= WHAT YOU WILL DO =
Every line holding "SeqCst" should be copied from the records below.

= RECORDED INFORMATION =
--------------------

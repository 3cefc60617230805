use async_trait::async_trait;
use std::collections::HashMap;
use std::sync::atomic::{AtomicUsize, Ordering};
use std::sync::RwLock;

use burrow_core::descriptor::Descriptor;
use burrow_core::types::VcsReference;

use super::{Checkout, VcsError, VcsProvider};

/// Serves pre-registered checkouts without touching the network
#[derive(Debug, Default)]
pub struct StaticVcs {
    checkouts: RwLock<HashMap<(String, VcsReference), (String, String)>>,
    calls: AtomicUsize,
}

impl StaticVcs {
    pub fn new() -> Self {
        Self::default()
    }

    /// Register the commit and descriptor text served for `url` at `reference`
    pub fn insert(&self, url: &str, reference: VcsReference, commit: &str, descriptor: &str) {
        if let Ok(mut checkouts) = self.checkouts.write() {
            checkouts.insert(
                (url.to_string(), reference),
                (commit.to_string(), descriptor.to_string()),
            );
        }
    }

    /// Number of checkouts performed
    pub fn calls(&self) -> usize {
        self.calls.load(Ordering::SeqCst)
    }
}

#[async_trait]
impl VcsProvider for StaticVcs {
    async fn checkout(&self, url: &str, reference: &VcsReference) -> Result<Checkout, VcsError> {
        self.calls.fetch_add(1, Ordering::SeqCst);
        let entry = self
            .checkouts
            .read()
            .ok()
            .and_then(|checkouts| checkouts.get(&(url.to_string(), reference.clone())).cloned());
        let Some((commit, text)) = entry else {
            return Err(VcsError::Command {
                url: url.to_string(),
                message: format!("no checkout registered for {reference}"),
            });
        };

        let descriptor = Descriptor::parse(&text).map_err(|error| VcsError::Descriptor {
            url: url.to_string(),
            error,
        })?;
        Ok(Checkout { commit, descriptor })
    }
}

--------------------

= SOLVED EXERCISE =
        self.calls.load(Ordering::SeqCst)
        self.calls.fetch_add(1, Ordering::SeqCst);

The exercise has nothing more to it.